[[ EXTRACTED RECORDS, beginning ]]

//! Skill taxonomy: canonical technical skill names plus an alias resolution table.
//!
//! Built once at start-up (optionally extended by a JSON overlay) and shared read-only
//! via `Arc<SkillTaxonomy>`. Nothing mutates it after construction.

use std::collections::{BTreeMap, BTreeSet};
use std::path::Path;

use serde::{Deserialize, Serialize};
use tracing::info;

use crate::errors::MatcherError;

/// Canonical skills shipped with the crate. All lowercase.
const BUILTIN_SKILLS: &[&str] = &[
    // Languages
    "python",
    "java",
    "javascript",
    "typescript",
    "c++",
    "c#",
    "rust",
    "ruby",
    "php",
    "swift",
    "kotlin",
    "scala",
    "sql",
    "html",
    "css",
    "bash",
    // Frameworks & libraries
    "react",
    "angular",
    "vue",
    "nodejs",
    "django",
    "flask",
    "fastapi",
    "spring boot",
    "tensorflow",
    "pytorch",
    "pandas",
    "numpy",
    "scikit-learn",
    "graphql",
    // Infrastructure & tooling
    "docker",
    "kubernetes",
    "terraform",
    "ansible",
    "jenkins",
    "aws",
    "azure",
    "gcp",
    "linux",
    "git",
    "ci/cd",
    "microservices",
    "rest api",
    // Data stores & pipelines
    "postgresql",
    "mysql",
    "mongodb",
    "redis",
    "elasticsearch",
    "kafka",
    "spark",
    "hadoop",
    "airflow",
    // Disciplines
    "machine learning",
    "deep learning",
    "nlp",
    "computer vision",
    "data analysis",
    "agile",
    "scrum",
];

/// Alias → canonical. Targets outside `BUILTIN_SKILLS` ("go", "express") are authoritative:
/// their bare spelling is too ambiguous in prose to search for directly.
const BUILTIN_ALIASES: &[(&str, &str)] = &[
    ("react.js", "react"),
    ("reactjs", "react"),
    ("angularjs", "angular"),
    ("vue.js", "vue"),
    ("vuejs", "vue"),
    ("node.js", "nodejs"),
    ("express.js", "express"),
    ("expressjs", "express"),
    ("golang", "go"),
    ("postgres", "postgresql"),
    ("k8s", "kubernetes"),
    ("amazon web services", "aws"),
    ("google cloud", "gcp"),
    ("sklearn", "scikit-learn"),
    ("ml", "machine learning"),
    ("natural language processing", "nlp"),
    ("cicd", "ci/cd"),
    ("restful api", "rest api"),
    ("springboot", "spring boot"),
];

/// On-disk overlay format for `MATCHER_TAXONOMY_PATH`.
#[derive(Debug, Default, Deserialize)]
struct TaxonomyOverlay {
    #[serde(default)]
    skills: Vec<String>,
    #[serde(default)]
    aliases: BTreeMap<String, String>,
}

/// Immutable skill reference data.
#[derive(Debug, Clone, Default, PartialEq, Serialize, Deserialize)]
pub struct SkillTaxonomy {
    skills: BTreeSet<String>,
    aliases: BTreeMap<String, String>,
}

impl SkillTaxonomy {
    /// The curated taxonomy compiled into the crate.
    pub fn builtin() -> Self {
        Self {
            skills: BUILTIN_SKILLS.iter().map(|s| s.to_string()).collect(),
            aliases: BUILTIN_ALIASES
                .iter()
                .map(|(alias, target)| (alias.to_string(), target.to_string()))
                .collect(),
        }
    }

    /// Builds a taxonomy from explicit parts. Entries are trimmed and lowercased;
    /// empty entries are rejected.
    pub fn from_parts<S, A>(skills: S, aliases: A) -> Result<Self, MatcherError>
    where
        S: IntoIterator<Item = String>,
        A: IntoIterator<Item = (String, String)>,
    {
        let mut taxonomy = Self::default();
        taxonomy.extend(skills, aliases)?;
        Ok(taxonomy)
    }

    /// Merges a JSON overlay file into this taxonomy.
    pub fn with_overlay(self, path: &Path) -> Result<Self, MatcherError> {
        let raw = std::fs::read_to_string(path).map_err(|source| MatcherError::Io {
            path: path.to_path_buf(),
            source,
        })?;
        let taxonomy = self.with_overlay_json(&raw)?;
        info!(
            "Loaded taxonomy overlay from {} ({} skills, {} aliases)",
            path.display(),
            taxonomy.skills.len(),
            taxonomy.aliases.len()
        );
        Ok(taxonomy)
    }

    /// Merges an overlay given as a JSON string: `{"skills": [...], "aliases": {...}}`.
    pub fn with_overlay_json(mut self, json: &str) -> Result<Self, MatcherError> {
        let overlay: TaxonomyOverlay = serde_json::from_str(json)?;
        self.extend(overlay.skills, overlay.aliases)?;
        Ok(self)
    }

    fn extend<S, A>(&mut self, skills: S, aliases: A) -> Result<(), MatcherError>
    where
        S: IntoIterator<Item = String>,
        A: IntoIterator<Item = (String, String)>,
    {
        for skill in skills {
            self.skills.insert(clean_entry(&skill, "skill")?);
        }
        for (alias, target) in aliases {
            let alias = clean_entry(&alias, "alias")?;
            let target = clean_entry(&target, "alias target")?;
            self.aliases.insert(alias, target);
        }
        Ok(())
    }

    /// True if `skill` is a curated canonical entry.
    pub fn is_canonical(&self, skill: &str) -> bool {
        self.skills.contains(skill)
    }

    /// True if `skill` is canonical or the target of any alias.
    pub fn is_known(&self, skill: &str) -> bool {
        self.is_canonical(skill) || self.aliases.values().any(|target| target == skill)
    }

    /// Resolves a term to its canonical skill, if the taxonomy knows it.
    pub fn resolve(&self, term: &str) -> Option<&str> {
        if let Some(target) = self.aliases.get(term) {
            return Some(target.as_str());
        }
        self.skills.get(term).map(String::as_str)
    }

    /// Every searchable term paired with the canonical skill it yields:
    /// canonical skills map to themselves, aliases to their target.
    pub fn search_terms(&self) -> impl Iterator<Item = (&str, &str)> {
        self.skills
            .iter()
            .map(|s| (s.as_str(), s.as_str()))
            .chain(self.aliases.iter().map(|(a, t)| (a.as_str(), t.as_str())))
    }

    pub fn skills(&self) -> &BTreeSet<String> {
        &self.skills
    }

    pub fn aliases(&self) -> &BTreeMap<String, String> {
        &self.aliases
    }
}

fn clean_entry(raw: &str, kind: &str) -> Result<String, MatcherError> {
    let cleaned = raw.trim().to_lowercase();
    if cleaned.is_empty() {
        return Err(MatcherError::InvalidTaxonomy(format!("empty {kind}")));
    }
    Ok(cleaned)
}

#[cfg(test)]
mod tests {
    use super::*;
    use std::io::Write;

    #[test]
    fn test_builtin_entries_are_lowercase() {
        let taxonomy = SkillTaxonomy::builtin();
        for (term, target) in taxonomy.search_terms() {
            assert_eq!(term, term.to_lowercase());
            assert_eq!(target, target.to_lowercase());
        }
    }

    #[test]
    fn test_alias_resolves_to_canonical() {
        let taxonomy = SkillTaxonomy::builtin();
        assert_eq!(taxonomy.resolve("react.js"), Some("react"));
        assert_eq!(taxonomy.resolve("postgres"), Some("postgresql"));
        assert_eq!(taxonomy.resolve("python"), Some("python"));
        assert_eq!(taxonomy.resolve("cobol"), None);
    }

    #[test]
    fn test_alias_target_outside_curated_set_is_known() {
        let taxonomy = SkillTaxonomy::builtin();
        assert!(!taxonomy.is_canonical("go"));
        assert!(taxonomy.is_known("go"));
        assert!(taxonomy.is_known("docker"));
        assert!(!taxonomy.is_known("communication"));
    }

    #[test]
    fn test_overlay_json_adds_skills_and_aliases() {
        let taxonomy = SkillTaxonomy::builtin()
            .with_overlay_json(r#"{"skills": ["  Snowflake "], "aliases": {"dbt-core": "DBT"}}"#)
            .unwrap();
        assert!(taxonomy.is_canonical("snowflake"));
        assert_eq!(taxonomy.resolve("dbt-core"), Some("dbt"));
        assert!(taxonomy.is_known("dbt"));
        // builtin entries survive the merge
        assert!(taxonomy.is_canonical("python"));
    }

    #[test]
    fn test_overlay_rejects_empty_entries() {
        let err = SkillTaxonomy::builtin()
            .with_overlay_json(r#"{"aliases": {"   ": "rust"}}"#)
            .unwrap_err();
        assert!(matches!(err, MatcherError::InvalidTaxonomy(_)));
    }

    #[test]
    fn test_overlay_rejects_malformed_json() {
        let err = SkillTaxonomy::builtin()
            .with_overlay_json("[1, 2")
            .unwrap_err();
        assert!(matches!(err, MatcherError::Json(_)));
    }

    #[test]
    fn test_overlay_from_file() {
        let mut file = tempfile::NamedTempFile::new().unwrap();
        write!(file, r#"{{"skills": ["zig"]}}"#).unwrap();

        let taxonomy = SkillTaxonomy::builtin().with_overlay(file.path()).unwrap();
        assert!(taxonomy.is_canonical("zig"));
    }

    #[test]
    fn test_overlay_missing_file_is_io_error() {
        let err = SkillTaxonomy::builtin()
            .with_overlay(Path::new("/definitely/not/here.json"))
            .unwrap_err();
        assert!(matches!(err, MatcherError::Io { .. }));
    }

    #[test]
    fn test_from_parts_normalizes_case() {
        let taxonomy = SkillTaxonomy::from_parts(
            vec!["Elixir".to_string()],
            vec![("Phoenix LiveView".to_string(), "Phoenix".to_string())],
        )
        .unwrap();
        assert!(taxonomy.is_canonical("elixir"));
        assert_eq!(taxonomy.resolve("phoenix liveview"), Some("phoenix"));
    }
}
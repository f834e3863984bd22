//! Tailoring suggestions: section-level rewrites that target missing skills.
//!
//! Deterministic templates: the same (job title, missing skills) always yields the same
//! suggestions, so results can be cached or diffed by callers.

use serde::{Deserialize, Serialize};

const ALREADY_OPTIMIZED: &str = "Your resume is already highly optimized for this role!";

/// A single suggested edit.
///
/// `section` and `impact` are absent only on the standalone "already optimized" note.
#[derive(Debug, Clone, PartialEq, Serialize, Deserialize)]
pub struct TailorSuggestion {
    #[serde(default, skip_serializing_if = "Option::is_none")]
    pub section: Option<String>,
    #[serde(default, skip_serializing_if = "Option::is_none")]
    pub original_context: Option<String>,
    pub suggestion: String,
    #[serde(default, skip_serializing_if = "Option::is_none")]
    pub impact: Option<String>,
}

impl TailorSuggestion {
    fn new(section: &str, suggestion: String, impact: &str) -> Self {
        Self {
            section: Some(section.to_string()),
            original_context: None,
            suggestion,
            impact: Some(impact.to_string()),
        }
    }

    fn note(message: &str) -> Self {
        Self {
            section: None,
            original_context: None,
            suggestion: message.to_string(),
            impact: None,
        }
    }
}

/// Builds suggestions for the given missing skills, in priority order.
///
/// Empty `missing_skills` yields a single "already optimized" note.
pub fn generate_suggestions(job_title: &str, missing_skills: &[String]) -> Vec<TailorSuggestion> {
    let Some(first) = missing_skills.first() else {
        return vec![TailorSuggestion::note(ALREADY_OPTIMIZED)];
    };

    let mut suggestions = Vec::with_capacity(5);

    let headline: Vec<&str> = missing_skills.iter().take(2).map(String::as_str).collect();
    suggestions.push(TailorSuggestion {
        original_context: Some("Current profile focuses on general experience.".to_string()),
        ..TailorSuggestion::new(
            "Professional Summary",
            format!(
                "Integrate your knowledge of {} directly into your summary to pass ATS filters immediately.",
                headline.join(", ")
            ),
            "High - Targets initial screening",
        )
    });

    for skill in missing_skills.iter().take(3) {
        suggestions.push(TailorSuggestion::new(
            "Experience / Projects",
            bullet_point(skill, job_title),
            "Medium - Demonstrates technical competency",
        ));
    }

    let first_upper = first.to_uppercase();
    suggestions.push(TailorSuggestion::new(
        "Strategic Advice",
        format!(
            "If you have used tools similar to {first_upper}, mention them and explicitly state \
             'Quickly adapted to {first_upper} paradigms' to show cross-functional capability."
        ),
        "Soft Skill - Adaptability",
    ));

    suggestions
}

/// Picks one of four bullet templates by the sum of the skill's char codes.
fn bullet_point(skill: &str, job_title: &str) -> String {
    let s = skill.to_uppercase();
    // wrapping keeps the sum's residue mod 4
    let index = skill
        .chars()
        .fold(0u32, |acc, c| acc.wrapping_add(c as u32))
        % 4;
    match index {
        0 => format!(
            "Implemented {s} solutions to optimize data processing latency by 30% in high-concurrency environments."
        ),
        1 => format!(
            "Leveraged {s} for building scalable infrastructure components aligned with {job_title} requirements."
        ),
        2 => format!(
            "Collaborated on {s} integration within a CI/CD pipeline, improving deployment frequency by 15%."
        ),
        _ => format!(
            "Architected modular components using {s} to ensure code maintainability and cross-platform compatibility."
        ),
    }
}
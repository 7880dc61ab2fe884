//! Single-active-window admission

/// Guards admission of display requests: at most one window may be in
/// flight at a time.
///
/// The gate is owned by a session rather than being process-wide, so
/// independent sessions never share state. It is read and mutated only
/// from the thread driving the session.
#[derive(Debug, Default)]
pub struct AdmissionGate {
    active: bool,
}

impl AdmissionGate {
    pub fn new() -> Self {
        Self { active: false }
    }

    /// Try to claim the single active slot.
    ///
    /// Returns false while a window is still open. A rejected request is
    /// dropped entirely; there is no queue and no retry.
    pub fn try_accept(&mut self) -> bool {
        if self.active {
            log::debug!("message window already active, dropping request");
            return false;
        }
        self.active = true;
        true
    }

    /// Release the slot after the window has been dismissed.
    pub fn release(&mut self) {
        self.active = false;
    }

    /// Whether a window is currently in flight.
    pub fn is_active(&self) -> bool {
        self.active
    }
}
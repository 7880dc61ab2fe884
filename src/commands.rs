//! Command front end for message windows

use std::sync::mpsc::{self, Receiver, Sender};

use murmur_core::{DisplayRequest, Position};

use crate::config::Config;

/// Commands delivered to the app, already parsed by the front end.
#[derive(Debug, Clone)]
pub enum Command {
    /// Show a message window. Unset fields fall back to configuration.
    ShowMessage {
        message: String,
        velocity_ms: Option<u64>,
        width: Option<u32>,
        height: Option<u32>,
        position: Option<String>,
        hold_secs: Option<f32>,
    },
}

/// Sender for commands - used by whatever front end produces them
pub type CommandSender = Sender<Command>;

/// Create a command channel
pub fn create_command_channel() -> (CommandSender, Receiver<Command>) {
    mpsc::channel()
}

/// Resolve a command against configuration defaults into a request the
/// core can consume.
pub fn resolve_request(command: Command, config: &Config) -> DisplayRequest {
    match command {
        Command::ShowMessage {
            message,
            velocity_ms,
            width,
            height,
            position,
            hold_secs,
        } => {
            let position = position
                .map(|p| Position::from_str(&p))
                .unwrap_or_else(|| Position::from_str(&config.window.position));

            DisplayRequest::new(message)
                .with_velocity_ms(velocity_ms.unwrap_or(config.reveal.velocity_ms))
                .with_size(
                    width.unwrap_or(config.window.width),
                    height.unwrap_or(config.window.height),
                )
                .with_position(position)
                .with_hold_secs(hold_secs.unwrap_or(config.reveal.hold_secs))
        }
    }
}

[[ EXTRACTED RECORDS, end ]]

TASK TO COMPLETE: Please output exactly the lines between the one holding "modular components using" and the one holding "pub fn try_accept(&mut" in the records above, inclusive, and nothing more.

SOLUTION BELOW:
            "Architected modular components using {s} to ensure code maintainability and cross-platform compatibility."
        ),
    }
}
repository 7880dc61ab2fe884
//! Single-active-window admission

/// Guards admission of display requests: at most one window may be in
/// flight at a time.
///
/// The gate is owned by a session rather than being process-wide, so
/// independent sessions never share state. It is read and mutated only
/// from the thread driving the session.
#[derive(Debug, Default)]
pub struct AdmissionGate {
    active: bool,
}

impl AdmissionGate {
    pub fn new() -> Self {
        Self { active: false }
    }

    /// Try to claim the single active slot.
    ///
    /// Returns false while a window is still open. A rejected request is
    /// dropped entirely; there is no queue and no retry.
    pub fn try_accept(&mut self) -> bool {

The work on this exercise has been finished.